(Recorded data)
use serde::{Deserialize, Serialize};
use std::fs;
use std::path::{Path, PathBuf};

use crate::constants::{
    AGE_0_5, BIO_AGE_5_17, DEFAULT_BIOMETRIC_DIR, DEFAULT_DEMOGRAPHIC_DIR, DEFAULT_ENROLMENT_DIR,
    DEFAULT_OUTPUT_PATH, DEMO_AGE_5_17,
};
use crate::error::{PipelineError, Result};
use crate::types::DatasetKind;

/// Complete configuration for one pipeline run. Passed explicitly into every
/// entry point; nothing is read from process-wide state.
#[derive(Debug, Clone, Default, PartialEq, Serialize, Deserialize)]
#[serde(default)]
pub struct Config {
    pub inputs: InputsConfig,
    pub output: OutputConfig,
    pub cleaning: CleaningConfig,
    pub scoring: ScoringConfig,
    pub execution: ExecutionConfig,
}

#[derive(Debug, Clone, PartialEq, Serialize, Deserialize)]
#[serde(default)]
pub struct InputsConfig {
    pub enrolment_dir: PathBuf,
    pub demographic_dir: PathBuf,
    pub biometric_dir: PathBuf,
}

impl Default for InputsConfig {
    fn default() -> Self {
        Self {
            enrolment_dir: PathBuf::from(DEFAULT_ENROLMENT_DIR),
            demographic_dir: PathBuf::from(DEFAULT_DEMOGRAPHIC_DIR),
            biometric_dir: PathBuf::from(DEFAULT_BIOMETRIC_DIR),
        }
    }
}

impl InputsConfig {
    pub fn dir_for(&self, kind: DatasetKind) -> &Path {
        match kind {
            DatasetKind::Enrolment => &self.enrolment_dir,
            DatasetKind::Demographic => &self.demographic_dir,
            DatasetKind::Biometric => &self.biometric_dir,
        }
    }
}

#[derive(Debug, Clone, PartialEq, Serialize, Deserialize)]
#[serde(default)]
pub struct OutputConfig {
    /// Destination of the merged (and optionally scored) table
    pub path: PathBuf,
    /// Optional destination of the district-level score table
    pub district_scores_path: Option<PathBuf>,
}

impl Default for OutputConfig {
    fn default() -> Self {
        Self {
            path: PathBuf::from(DEFAULT_OUTPUT_PATH),
            district_scores_path: None,
        }
    }
}

/// How region names are matched after trimming
#[derive(Debug, Clone, Copy, Default, PartialEq, Eq, Serialize, Deserialize)]
#[serde(rename_all = "lowercase")]
pub enum RegionNormalization {
    /// Trim only; case and spelling are preserved
    #[default]
    Exact,
    /// Map known state spelling variants to one canonical name
    Canonical,
}

#[derive(Debug, Clone, PartialEq, Serialize, Deserialize)]
#[serde(default)]
pub struct CleaningConfig {
    /// Resolve ambiguous `dd/mm` vs `mm/dd` dates toward day-first
    pub day_first: bool,
    pub region_normalization: RegionNormalization,
}

impl Default for CleaningConfig {
    fn default() -> Self {
        Self {
            day_first: true,
            region_normalization: RegionNormalization::Exact,
        }
    }
}

/// Relative weights of the three BIS components. They need not sum to one;
/// the score is renormalized against the weights actually in play.
#[derive(Debug, Clone, Copy, PartialEq, Serialize, Deserialize)]
#[serde(default)]
pub struct ScoringWeights {
    /// w1, applied to the normalized capture gap
    pub bcg: f64,
    /// w2, applied to `1 - BUR`
    pub utilization: f64,
    /// w3, applied to `FAFI_rate`
    pub failure: f64,
}

impl Default for ScoringWeights {
    fn default() -> Self {
        Self {
            bcg: 1.0,
            utilization: 1.0,
            failure: 1.0,
        }
    }
}

impl ScoringWeights {
    pub fn as_array(&self) -> [f64; 3] {
        [self.bcg, self.utilization, self.failure]
    }
}

/// Which merged measures feed the metric engine, addressed by source and
/// original measure name so that collision suffixes never break the lookup.
#[derive(Debug, Clone, PartialEq, Serialize, Deserialize)]
#[serde(default)]
pub struct MetricColumns {
    /// Enrolment measure used as `Enrol_0_5`
    pub enrol_0_5: String,
    /// Biometric measure used as `Bio_5_17`
    pub bio_5_17: String,
    /// Demographic measure used as `Demo_5_17`
    pub demo_5_17: String,
}

impl Default for MetricColumns {
    fn default() -> Self {
        Self {
            enrol_0_5: AGE_0_5.to_string(),
            bio_5_17: BIO_AGE_5_17.to_string(),
            demo_5_17: DEMO_AGE_5_17.to_string(),
        }
    }
}

#[derive(Debug, Clone, PartialEq, Serialize, Deserialize)]
#[serde(default)]
pub struct ScoringConfig {
    /// Append derived metric columns to the output
    pub enabled: bool,
    pub weights: ScoringWeights,
    /// Fixed BCG reference range; kept constant so scores compare across runs
    pub bcg_floor: f64,
    pub bcg_ceiling: f64,
    /// Lowest BIS classified as `Emerging`
    pub emerging_threshold: f64,
    /// Lowest BIS classified as `Hotspot`
    pub hotspot_threshold: f64,
    pub columns: MetricColumns,
}

impl Default for ScoringConfig {
    fn default() -> Self {
        Self {
            enabled: true,
            weights: ScoringWeights::default(),
            bcg_floor: 0.0,
            bcg_ceiling: 100.0,
            emerging_threshold: 30.0,
            hotspot_threshold: 60.0,
            columns: MetricColumns::default(),
        }
    }
}

impl ScoringConfig {
    pub fn validate(&self) -> Result<()> {
        let weights = self.weights.as_array();
        if weights.iter().any(|w| !w.is_finite() || *w < 0.0) {
            return Err(PipelineError::Config(format!(
                "scoring weights must be finite and non-negative, got {:?}",
                weights
            )));
        }
        if weights.iter().sum::<f64>() <= 0.0 {
            return Err(PipelineError::Config(
                "at least one scoring weight must be positive".to_string(),
            ));
        }
        if !self.bcg_floor.is_finite()
            || !self.bcg_ceiling.is_finite()
            || self.bcg_ceiling <= self.bcg_floor
        {
            return Err(PipelineError::Config(format!(
                "bcg_ceiling ({}) must be greater than bcg_floor ({})",
                self.bcg_ceiling, self.bcg_floor
            )));
        }
        let (emerging, hotspot) = (self.emerging_threshold, self.hotspot_threshold);
        if !(0.0..=100.0).contains(&emerging)
            || !(0.0..=100.0).contains(&hotspot)
            || emerging > hotspot
        {
            return Err(PipelineError::Config(format!(
                "tier thresholds must satisfy 0 <= emerging ({}) <= hotspot ({}) <= 100",
                emerging, hotspot
            )));
        }
        Ok(())
    }
}

#[derive(Debug, Clone, Default, PartialEq, Serialize, Deserialize)]
#[serde(default)]
pub struct ExecutionConfig {
    /// Load and clean the three datasets concurrently
    pub parallel_clean: bool,
}

impl Config {
    /// Load configuration from a TOML file. Missing sections fall back to
    /// their defaults.
    pub fn load(path: impl AsRef<Path>) -> Result<Self> {
        let path = path.as_ref();
        let content = fs::read_to_string(path).map_err(|e| {
            PipelineError::Config(format!(
                "Failed to read config file '{}': {}",
                path.display(),
                e
            ))
        })?;

        let config: Config = toml::from_str(&content)?;
        config.validate()?;
        Ok(config)
    }

    pub fn validate(&self) -> Result<()> {
        self.scoring.validate()
    }
}

#[cfg(test)]
mod tests {
    use super::*;
    use std::io::Write;
    use tempfile::NamedTempFile;

    #[test]
    fn test_defaults_match_published_layout() {
        let config = Config::default();
        assert_eq!(config.inputs.enrolment_dir, PathBuf::from("api_data_aadhar_enrolment"));
        assert_eq!(config.output.path, PathBuf::from("merged_aadhaar_data.csv"));
        assert!(config.cleaning.day_first);
        assert_eq!(config.cleaning.region_normalization, RegionNormalization::Exact);
        assert!(config.validate().is_ok());
    }

    #[test]
    fn test_load_partial_toml() {
        let mut file = NamedTempFile::new().unwrap();
        writeln!(
            file,
            r#"
[inputs]
enrolment_dir = "data/enrol"

[cleaning]
region_normalization = "canonical"

[scoring.weights]
bcg = 2.0
"#
        )
        .unwrap();

        let config = Config::load(file.path()).unwrap();
        assert_eq!(config.inputs.enrolment_dir, PathBuf::from("data/enrol"));
        assert_eq!(config.inputs.biometric_dir, PathBuf::from("api_data_aadhar_biometric"));
        assert_eq!(config.cleaning.region_normalization, RegionNormalization::Canonical);
        assert_eq!(config.scoring.weights.bcg, 2.0);
        assert_eq!(config.scoring.weights.failure, 1.0);
    }

    #[test]
    fn test_sample_config_matches_defaults() {
        let path = Path::new(env!("CARGO_MANIFEST_DIR")).join("pipeline.toml");
        assert_eq!(Config::load(path).unwrap(), Config::default());
    }

    #[test]
    fn test_rejects_negative_weight() {
        let mut config = Config::default();
        config.scoring.weights.utilization = -1.0;
        assert!(matches!(config.validate(), Err(PipelineError::Config(_))));
    }

    #[test]
    fn test_rejects_all_zero_weights() {
        let mut config = Config::default();
        config.scoring.weights = ScoringWeights {
            bcg: 0.0,
            utilization: 0.0,
            failure: 0.0,
        };
        assert!(config.validate().is_err());
    }

    #[test]
    fn test_rejects_inverted_thresholds() {
        let mut config = Config::default();
        config.scoring.emerging_threshold = 70.0;
        config.scoring.hotspot_threshold = 60.0;
        assert!(config.validate().is_err());
    }

    #[test]
    fn test_missing_file_is_config_error() {
        let err = Config::load("/definitely/not/here.toml").unwrap_err();
        assert!(matches!(err, PipelineError::Config(_)));
    }
}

- PROBLEM
Above are the records. Print exactly, and only, the lines from the line with "assert_eq!(Config::load(path).unwrap(), Config::default());" to the line with "config.scoring.weights.utilization = -1.0;", both inclusive.

- OUTPUT OF THE TASK
        assert_eq!(Config::load(path).unwrap(), Config::default());
    }

    #[test]
    fn test_rejects_negative_weight() {
        let mut config = Config::default();
        config.scoring.weights.utilization = -1.0;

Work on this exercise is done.